Scientists edge closer to bringing back the woolly mammoth
A 21st century version of the woolly mammoth could soon roam the earth, helped in part by new insights into the ice-age pachyderm's genome.
Photo by Jonathan S. Blair/National Geographic
Scientists are one step closer to bringing a woolly mammoth back to life.
A new analysis of the woolly mammoth genome has revealed several adaptations that allowed the furry beasts to thrive in the subzero temperatures of the last ice age, including a metabolism that allowed them to pack on insulating fat, smaller ears that lost less heat and a reduced sensitivity to cold.
The findings could enable researchers to "resurrect" the ice-age icon — or at least a hybridized Asian elephant with a few of the physical traits of its woolly-haired cousin, said study co-author Vincent Lynch, an evolutionary biologist at the University of Chicago.
"It won't be that long till we're technically able to do it, but whether we should is a different question," Lynch told Live Science, referring to cloning a mammoth. "I don't think we should." [6 Extinct Animals That Could Be Brought Back to Life]
Cold-adapted creature
The mammoth DNA was extracted from the hair of two mammoths found in Siberia several years ago. One mammoth died about 20,000 years ago, and the other died 60,000 years ago. (The shaggy beasts flourished on the ice-age tundra, but most of them died after the glaciers melted, by about 10,000 years ago. A few holdouts survived on Wrangel Island off Siberia until about 3,700 years ago.)
Because mammoths and Asian elephants shared a common ancestor roughly 5 million years ago — a blip, in evolutionary time — the team was able to compare the genome of the ice-age beasts with their modern-day cousins, the Asian elephants. [How to Bring the Woolly Mammoth Back (Infographic)]
"They're really closely related," Lynch told Live Science.
They found that several unique mammoth genes helped the cold-loving creatures survive. These included genes for their shaggy, curly, heat-trapping fur, as well as for their small ears and short tails, which lose less heat than the big ears and tails that keep elephants cool.
The pudgy ice-age pachyderms also had genetic differences from the Asian elephant in the way they stored fat and processed insulin, the hormone that regulates how the body uses blood sugar for energy, according to the study, which was published today (July 2) in the journal Cell Reports. Because fat is insulating, the animals' chubby physiques helped them weather the Arctic tundra, which could routinely plunge to minus 58 degrees Fahrenheit (minus 50 degrees Celsius), according to the study.

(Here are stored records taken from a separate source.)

//! Contextual and chained contextual lookups, shared by GSUB and GPOS.
//!
//! Every format is reduced to a [`Rule`]: three glyph sequences, each a
//! length plus a test for the glyph at a given position, and the nested
//! lookups to run once all three match.

use ttf_parser::opentype_layout::{
    ChainedContextLookup, ChainedSequenceRule, ContextLookup, Coverage,
    SequenceLookupRecord, SequenceRule,
};
use ttf_parser::{GlyphId, LazyArray16};

use super::apply::{apply_nested, Apply, ApplyContext, WouldApply, WouldApplyContext};
use super::matching::{
    match_backtrack, match_class, match_glyph, match_input, match_lookahead, MatchFunc,
};

/// One of a rule's glyph sequences.
#[derive(Clone, Copy)]
struct Sequence<'f> {
    len: u16,
    test: &'f MatchFunc<'f>,
}

const EMPTY: Sequence<'static> = Sequence {
    len: 0,
    test: &|_, _| false,
};

struct Rule<'f> {
    backtrack: Sequence<'f>,
    /// Everything after the cursor glyph, which the caller already checked.
    input: Sequence<'f>,
    lookahead: Sequence<'f>,
}

impl Rule<'_> {
    /// Matches input, then lookahead, then backtrack.
    fn apply(&self, ctx: &mut ApplyContext, records: LazyArray16<SequenceLookupRecord>) -> Option<()> {
        let input = match_input(ctx, self.input.len, self.input.test)?;
        let end = match_lookahead(ctx, self.lookahead.len, self.lookahead.test, input.end)?;
        let start = match_backtrack(ctx, self.backtrack.len, self.backtrack.test)?;

        ctx.buffer.unsafe_to_break_from_outbuffer(start, end);
        apply_nested(ctx, input, records);
        Some(())
    }

    fn would_apply(&self, ctx: &WouldApplyContext) -> bool {
        let has_context = self.backtrack.len != 0 || self.lookahead.len != 0;
        let tail = &ctx.glyphs[1..];

        !(ctx.zero_context && has_context)
            && tail.len() == usize::from(self.input.len)
            && (0..self.input.len).zip(tail).all(|(i, &glyph)| (self.input.test)(glyph, i))
    }
}

/// Compares the glyph at position `i` with `values[i]`.
fn by_value<'a>(
    values: LazyArray16<'a, u16>,
    compare: &'a MatchFunc<'a>,
) -> impl Fn(GlyphId, u16) -> bool + 'a {
    move |glyph, i| values.get(i).map_or(false, |value| compare(glyph, value))
}

/// Looks the glyph at position `i` up in the `i`-th coverage table.
pub(super) fn by_coverage<'a>(
    coverage_at: impl Fn(u16) -> Option<Coverage<'a>> + 'a,
) -> impl Fn(GlyphId, u16) -> bool + 'a {
    move |glyph, i| coverage_at(i).map_or(false, |coverage| coverage.contains(glyph))
}

const GLYPH_IDS: &MatchFunc<'static> = &match_glyph;

/// How the values of a format 1 or 2 rule are compared, per sequence.
#[derive(Clone, Copy)]
struct Comparison<'f> {
    backtrack: &'f MatchFunc<'f>,
    input: &'f MatchFunc<'f>,
    lookahead: &'f MatchFunc<'f>,
}

impl<'f> Comparison<'f> {
    fn glyphs() -> Self {
        Comparison {
            backtrack: GLYPH_IDS,
            input: GLYPH_IDS,
            lookahead: GLYPH_IDS,
        }
    }
}

/// A rule whose sequences hold glyph ids or classes.
trait ValueRule<'a>: Copy {
    fn sequences(&self) -> [LazyArray16<'a, u16>; 3];
    fn records(&self) -> LazyArray16<'a, SequenceLookupRecord>;

    /// Builds the matching rule and hands it to `f`.
    fn with_rule<R>(&self, cmp: Comparison, f: impl FnOnce(&Rule) -> R) -> R {
        let [backtrack, input, lookahead] = self.sequences();
        let back_test = by_value(backtrack, cmp.backtrack);
        let input_test = by_value(input, cmp.input);
        let ahead_test = by_value(lookahead, cmp.lookahead);

        f(&Rule {
            backtrack: Sequence { len: backtrack.len(), test: &back_test },
            input: Sequence { len: input.len(), test: &input_test },
            lookahead: Sequence { len: lookahead.len(), test: &ahead_test },
        })
    }
}

impl<'a> ValueRule<'a> for SequenceRule<'a> {
    fn sequences(&self) -> [LazyArray16<'a, u16>; 3] {
        [LazyArray16::default(), self.input, LazyArray16::default()]
    }

    fn records(&self) -> LazyArray16<'a, SequenceLookupRecord> {
        self.lookups
    }
}

impl<'a> ValueRule<'a> for ChainedSequenceRule<'a> {
    fn sequences(&self) -> [LazyArray16<'a, u16>; 3] {
        [self.backtrack, self.input, self.lookahead]
    }

    fn records(&self) -> LazyArray16<'a, SequenceLookupRecord> {
        self.lookups
    }
}

/// Applies the first rule of `rules` that matches.
fn apply_first<'a, R: ValueRule<'a>>(
    ctx: &mut ApplyContext,
    rules: impl IntoIterator<Item = R>,
    cmp: Comparison,
) -> Option<()> {
    rules
        .into_iter()
        .find_map(|rule| rule.with_rule(cmp, |matcher| matcher.apply(ctx, rule.records())))
}

fn would_apply_any<'a, R: ValueRule<'a>>(
    ctx: &WouldApplyContext,
    rules: impl IntoIterator<Item = R>,
    cmp: Comparison,
) -> bool {
    rules
        .into_iter()
        .any(|rule| rule.with_rule(cmp, |matcher| matcher.would_apply(ctx)))
}

impl Apply for ContextLookup<'_> {
    fn apply(&self, ctx: &mut ApplyContext) -> Option<()> {
        let glyph = ctx.buffer.cur(0).as_glyph();
        match *self {
            Self::Format1 { coverage, sets } => {
                let set = sets.get(coverage.get(glyph)?)?;
                apply_first(ctx, set, Comparison::glyphs())
            }
            Self::Format2 {
                coverage,
                classes,
                sets,
            } => {
                coverage.get(glyph)?;
                let set = sets.get(classes.get(glyph))?;
                let input = match_class(classes);
                let cmp = Comparison { input: &input, ..Comparison::glyphs() };
                apply_first(ctx, set, cmp)
            }
            Self::Format3 {
                coverage,
                coverages,
                lookups,
            } => {
                coverage.get(glyph)?;
                let input_test = by_coverage(move |i| coverages.get(i));
                let rule = Rule {
                    backtrack: EMPTY,
                    input: Sequence { len: coverages.len(), test: &input_test },
                    lookahead: EMPTY,
                };
                rule.apply(ctx, lookups)
            }
        }
    }
}

impl WouldApply for ContextLookup<'_> {
    fn would_apply(&self, ctx: &WouldApplyContext) -> bool {
        let glyph = ctx.glyphs[0];
        match *self {
            Self::Format1 { coverage, sets } => coverage
                .get(glyph)
                .and_then(|index| sets.get(index))
                .map_or(false, |set| would_apply_any(ctx, set, Comparison::glyphs())),
            Self::Format2 { classes, sets, .. } => sets.get(classes.get(glyph)).map_or(false, |set| {
                let input = match_class(classes);
                would_apply_any(ctx, set, Comparison { input: &input, ..Comparison::glyphs() })
            }),
            Self::Format3 { coverages, .. } => {
                let input_test = by_coverage(move |i| coverages.get(i));
                Rule {
                    backtrack: EMPTY,
                    input: Sequence { len: coverages.len(), test: &input_test },
                    lookahead: EMPTY,
                }
                .would_apply(ctx)
            }
        }
    }
}

impl Apply for ChainedContextLookup<'_> {
    fn apply(&self, ctx: &mut ApplyContext) -> Option<()> {
        let glyph = ctx.buffer.cur(0).as_glyph();
        match *self {
            Self::Format1 { coverage, sets } => {
                let set = sets.get(coverage.get(glyph)?)?;
                apply_first(ctx, set, Comparison::glyphs())
            }
            Self::Format2 {
                coverage,
                backtrack_classes,
                input_classes,
                lookahead_classes,
                sets,
            } => {
                coverage.get(glyph)?;
                let set = sets.get(input_classes.get(glyph))?;
                let back = match_class(backtrack_classes);
                let input = match_class(input_classes);
                let ahead = match_class(lookahead_classes);
                let cmp = Comparison {
                    backtrack: &back,
                    input: &input,
                    lookahead: &ahead,
                };
                apply_first(ctx, set, cmp)
            }
            Self::Format3 {
                coverage,
                backtrack_coverages,
                input_coverages,
                lookahead_coverages,
                lookups,
            } => {
                coverage.get(glyph)?;
                let back = by_coverage(move |i| backtrack_coverages.get(i));
                let input = by_coverage(move |i| input_coverages.get(i));
                let ahead = by_coverage(move |i| lookahead_coverages.get(i));
                let rule = Rule {
                    backtrack: Sequence { len: backtrack_coverages.len(), test: &back },
                    input: Sequence { len: input_coverages.len(), test: &input },
                    lookahead: Sequence { len: lookahead_coverages.len(), test: &ahead },
                };
                rule.apply(ctx, lookups)
            }
        }
    }
}

impl WouldApply for ChainedContextLookup<'_> {
    fn would_apply(&self, ctx: &WouldApplyContext) -> bool {
        let glyph = ctx.glyphs[0];
        match *self {
            Self::Format1 { coverage, sets } => coverage
                .get(glyph)
                .and_then(|index| sets.get(index))
                .map_or(false, |set| would_apply_any(ctx, set, Comparison::glyphs())),
            Self::Format2 {
                input_classes,
                sets,
                ..
            } => sets.get(input_classes.get(glyph)).map_or(false, |set| {
                // Only the input sequence is compared here.
                let input = match_class(input_classes);
                would_apply_any(ctx, set, Comparison { input: &input, ..Comparison::glyphs() })
            }),
            Self::Format3 {
                backtrack_coverages,
                input_coverages,
                lookahead_coverages,
                ..
            } => {
                let input = by_coverage(move |i| input_coverages.get(i));
                Rule {
                    backtrack: Sequence { len: backtrack_coverages.len(), test: EMPTY.test },
                    input: Sequence { len: input_coverages.len(), test: &input },
                    lookahead: Sequence { len: lookahead_coverages.len(), test: EMPTY.test },
                }
                .would_apply(ctx)
            }
        }
    }
}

Mammoths and elephants also had different temperature-sensing receptors in the body. In the mammoth, the receptors were essentially turned down, like a dimmer switch. That likely made the shaggy creatures less sensitive to both heat and cold, Lynch said.
Bringing mammoths back
The new findings bring the world closer to a cloned mammoth, but don't expect a genetically authentic version of the beast to come roaring back to life anytime soon.
Instead, researchers will first try to create a cold-resistant hybrid between an Asian elephant and a woolly mammoth, said George Church, a geneticist at Harvard University who is not involved in the current study.
Sequencing the genome is not the hardest part of the process; assembling a whole genome from scratch that actually functions like natural genetic material is more difficult, said Church, who is working on a project to bring the extinct creatures back to life.
Instead of trying to create a 100-percent authentic mammoth, Church's team is using a genetic cut-and-paste tool called CRISPR to splice a handful of mammoth genes into Asian elephant cells.
"We thought we'd just make the changes that are most likely to lead to an animal that looks, behaves and is adaptable to the cold like a mammoth," Church told Live Science.
Modifying Asian elephants with mammoth genes could help the modern-day subtropical creatures live in colder locales, "possibly extending the geographical range of an existing endangered species northward to areas at much lower risk of conflict with humans," Church said.